→ **DIRECTIONS FOR THIS TASK**
All of the data is to be restated word for word.
···
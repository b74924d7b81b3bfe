// 该文件是 yolov8-trt 项目的一部分。
// src/output/save_image_file.rs - 保存图像文件
//
// 本文件根据 Apache 许可证第 2.0 版（以下简称“许可证”）授权使用；
// 除非遵守该许可证条款，否则您不得使用本文件。
// 您可通过以下网址获取许可证副本：
// http://www.apache.org/licenses/LICENSE-2.0
// 除非适用法律要求或书面同意，根据本许可协议分发的软件均按“原样”提供，
// 不附带任何形式的明示或暗示的保证或条件。
// 有关许可权限与限制的具体条款，请参阅本许可协议。
//
// Copyright (C) 2026 Johann Li <me@qinka.pro>, Wareless Group

use std::{
  fs::File,
  io::{BufWriter, Write},
  path::{Path, PathBuf},
};

use image::{ImageFormat, RgbImage};
use thiserror::Error;
use tracing::{debug, warn};

#[derive(Error, Debug)]
pub enum SaveImageFileError {
  #[error("无法创建输出目录 {0}: {1}")]
  CreateDirectory(PathBuf, std::io::Error),
  #[error("I/O 错误 {0}: {1}")]
  IoError(PathBuf, std::io::Error),
  #[error("图像编码错误: {0}")]
  ImageError(#[from] image::ImageError),
}

/// 将标注后的图像以 PNG 格式写入固定目录下的固定文件名
#[derive(Debug, Clone)]
pub struct SaveImageFileOutput {
  directory: PathBuf,
  filename: String,
}

impl SaveImageFileOutput {
  pub fn new(directory: impl AsRef<Path>, filename: &str) -> Self {
    Self {
      directory: directory.as_ref().to_path_buf(),
      filename: filename.to_string(),
    }
  }

  pub fn path(&self) -> PathBuf {
    self.directory.join(&self.filename)
  }

  /// 创建输出目录（含缺失的上级目录）
  pub fn prepare(&self) -> Result<(), SaveImageFileError> {
    std::fs::create_dir_all(&self.directory)
      .map_err(|e| SaveImageFileError::CreateDirectory(self.directory.clone(), e))?;
    debug!("输出目录: {}", self.directory.display());
    Ok(())
  }

  pub fn save(&self, image: &RgbImage) -> Result<PathBuf, SaveImageFileError> {
    let path = self.path();
    let file = File::create(&path).map_err(|e| SaveImageFileError::IoError(path.clone(), e))?;
    let mut writer = BufWriter::new(file);
    image.write_to(&mut writer, ImageFormat::Png)?;
    writer
      .flush()
      .map_err(|e| SaveImageFileError::IoError(path.clone(), e))?;

    warn!("保存图像到文件: {}", path.display());
    Ok(path)
  }
}

impl Default for SaveImageFileOutput {
  fn default() -> Self {
    Self::new(crate::DEFAULT_OUTPUT_DIR, crate::DEFAULT_OUTPUT_NAME)
  }
}
//! Key paths into a [`Tree`](crate::Tree).
//!
//! A path is rendered by joining its segments with `.`, so `["context", "foo"]`
//! displays as `context.foo`. Segments are kept verbatim, so a key that
//! itself contains a `.` renders ambiguously.

use std::fmt;

use serde::{Deserialize, Serialize};

/// Separator placed between segments when a path is rendered.
pub const SEPARATOR: &str = ".";

/// Render a sequence of segments as a dot-joined string.
///
/// The empty sequence renders as the empty string.
pub fn format_path<S: AsRef<str>>(segments: &[S]) -> String {
    let mut out = String::new();
    for (i, segment) in segments.iter().enumerate() {
        if i > 0 {
            out.push_str(SEPARATOR);
        }
        out.push_str(segment.as_ref());
    }
    out
}

/// An ordered sequence of key segments identifying a node inside a tree.
#[derive(Clone, Debug, Default, PartialEq, Eq, Hash, PartialOrd, Ord, Serialize, Deserialize)]
#[serde(transparent)]
pub struct Path(Vec<String>);

impl Path {
    /// The empty path, designating the root of a tree.
    pub fn root() -> Self {
        Self::default()
    }

    /// Build a path from its segments.
    pub fn new<I, S>(segments: I) -> Self
    where
        I: IntoIterator<Item = S>,
        S: Into<String>,
    {
        Self(segments.into_iter().map(Into::into).collect())
    }

    /// A new path extending this one by a single segment.
    pub fn child(&self, segment: impl Into<String>) -> Self {
        let mut segments = Vec::with_capacity(self.0.len() + 1);
        segments.extend(self.0.iter().cloned());
        segments.push(segment.into());
        Self(segments)
    }

    pub fn segments(&self) -> &[String] {
        &self.0
    }

    /// Number of segments (nesting depth).
    pub fn len(&self) -> usize {
        self.0.len()
    }

    /// Returns `true` for the root path.
    pub fn is_empty(&self) -> bool {
        self.0.is_empty()
    }

    /// Returns `true` if this path consists of exactly the given segments.
    pub fn is(&self, segments: &[&str]) -> bool {
        self.0.len() == segments.len() && self.0.iter().zip(segments).all(|(a, b)| a == b)
    }
}

impl fmt::Display for Path {
    fn fmt(&self, f: &mut fmt::Formatter<'_>) -> fmt::Result {
        f.write_str(&format_path(&self.0))
    }
}

impl<S: Into<String>> FromIterator<S> for Path {
    fn from_iter<I: IntoIterator<Item = S>>(iter: I) -> Self {
        Self::new(iter)
    }
}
···
→ **EXERCISE OUTPUT**
repository b74924d7b81b3bfe
// 该文件是 yolov8-trt 项目的一部分。
// src/output/save_image_file.rs - 保存图像文件
//
// 本文件根据 Apache 许可证第 2.0 版（以下简称“许可证”）授权使用；
// 除非遵守该许可证条款，否则您不得使用本文件。
// 您可通过以下网址获取许可证副本：
// http://www.apache.org/licenses/LICENSE-2.0
// 除非适用法律要求或书面同意，根据本许可协议分发的软件均按“原样”提供，
// 不附带任何形式的明示或暗示的保证或条件。
// 有关许可权限与限制的具体条款，请参阅本许可协议。
//
// Copyright (C) 2026 Johann Li <me@qinka.pro>, Wareless Group

use std::{
  fs::File,
  io::{BufWriter, Write},
  path::{Path, PathBuf},
};

use image::{ImageFormat, RgbImage};
use thiserror::Error;
use tracing::{debug, warn};

#[derive(Error, Debug)]
pub enum SaveImageFileError {
  #[error("无法创建输出目录 {0}: {1}")]
  CreateDirectory(PathBuf, std::io::Error),
  #[error("I/O 错误 {0}: {1}")]
  IoError(PathBuf, std::io::Error),
  #[error("图像编码错误: {0}")]
  ImageError(#[from] image::ImageError),
}

/// 将标注后的图像以 PNG 格式写入固定目录下的固定文件名
#[derive(Debug, Clone)]
pub struct SaveImageFileOutput {
  directory: PathBuf,
  filename: String,
}

impl SaveImageFileOutput {
  pub fn new(directory: impl AsRef<Path>, filename: &str) -> Self {
    Self {
      directory: directory.as_ref().to_path_buf(),
      filename: filename.to_string(),
    }
  }

  pub fn path(&self) -> PathBuf {
    self.directory.join(&self.filename)
  }

  /// 创建输出目录（含缺失的上级目录）
  pub fn prepare(&self) -> Result<(), SaveImageFileError> {
    std::fs::create_dir_all(&self.directory)
      .map_err(|e| SaveImageFileError::CreateDirectory(self.directory.clone(), e))?;
    debug!("输出目录: {}", self.directory.display());
    Ok(())
  }

  pub fn save(&self, image: &RgbImage) -> Result<PathBuf, SaveImageFileError> {
    let path = self.path();
    let file = File::create(&path).map_err(|e| SaveImageFileError::IoError(path.clone(), e))?;
    let mut writer = BufWriter::new(file);
    image.write_to(&mut writer, ImageFormat::Png)?;
    writer
      .flush()
      .map_err(|e| SaveImageFileError::IoError(path.clone(), e))?;

    warn!("保存图像到文件: {}", path.display());
    Ok(path)
  }
}

impl Default for SaveImageFileOutput {
  fn default() -> Self {
    Self::new(crate::DEFAULT_OUTPUT_DIR, crate::DEFAULT_OUTPUT_NAME)
  }
}
//! Key paths into a [`Tree`](crate::Tree).
//!
//! A path is rendered by joining its segments with `.`, so `["context", "foo"]`
//! displays as `context.foo`. Segments are kept verbatim, so a key that
//! itself contains a `.` renders ambiguously.

use std::fmt;

use serde::{Deserialize, Serialize};

/// Separator placed between segments when a path is rendered.
pub const SEPARATOR: &str = ".";

/// Render a sequence of segments as a dot-joined string.
///
/// The empty sequence renders as the empty string.
pub fn format_path<S: AsRef<str>>(segments: &[S]) -> String {
    let mut out = String::new();
    for (i, segment) in segments.iter().enumerate() {
        if i > 0 {
            out.push_str(SEPARATOR);
        }
        out.push_str(segment.as_ref());
    }
    out
}

/// An ordered sequence of key segments identifying a node inside a tree.
#[derive(Clone, Debug, Default, PartialEq, Eq, Hash, PartialOrd, Ord, Serialize, Deserialize)]
#[serde(transparent)]
pub struct Path(Vec<String>);

impl Path {
    /// The empty path, designating the root of a tree.
    pub fn root() -> Self {
        Self::default()
    }

    /// Build a path from its segments.
    pub fn new<I, S>(segments: I) -> Self
    where
        I: IntoIterator<Item = S>,
        S: Into<String>,
    {
        Self(segments.into_iter().map(Into::into).collect())
    }

    /// A new path extending this one by a single segment.
    pub fn child(&self, segment: impl Into<String>) -> Self {
        let mut segments = Vec::with_capacity(self.0.len() + 1);
        segments.extend(self.0.iter().cloned());
        segments.push(segment.into());
        Self(segments)
    }

    pub fn segments(&self) -> &[String] {
        &self.0
    }

    /// Number of segments (nesting depth).
    pub fn len(&self) -> usize {
        self.0.len()
    }

    /// Returns `true` for the root path.
    pub fn is_empty(&self) -> bool {
        self.0.is_empty()
    }

    /// Returns `true` if this path consists of exactly the given segments.
    pub fn is(&self, segments: &[&str]) -> bool {
        self.0.len() == segments.len() && self.0.iter().zip(segments).all(|(a, b)| a == b)
    }
}

impl fmt::Display for Path {
    fn fmt(&self, f: &mut fmt::Formatter<'_>) -> fmt::Result {
        f.write_str(&format_path(&self.0))
    }
}

impl<S: Into<String>> FromIterator<S> for Path {
    fn from_iter<I: IntoIterator<Item = S>>(iter: I) -> Self {
        Self::new(iter)
    }
}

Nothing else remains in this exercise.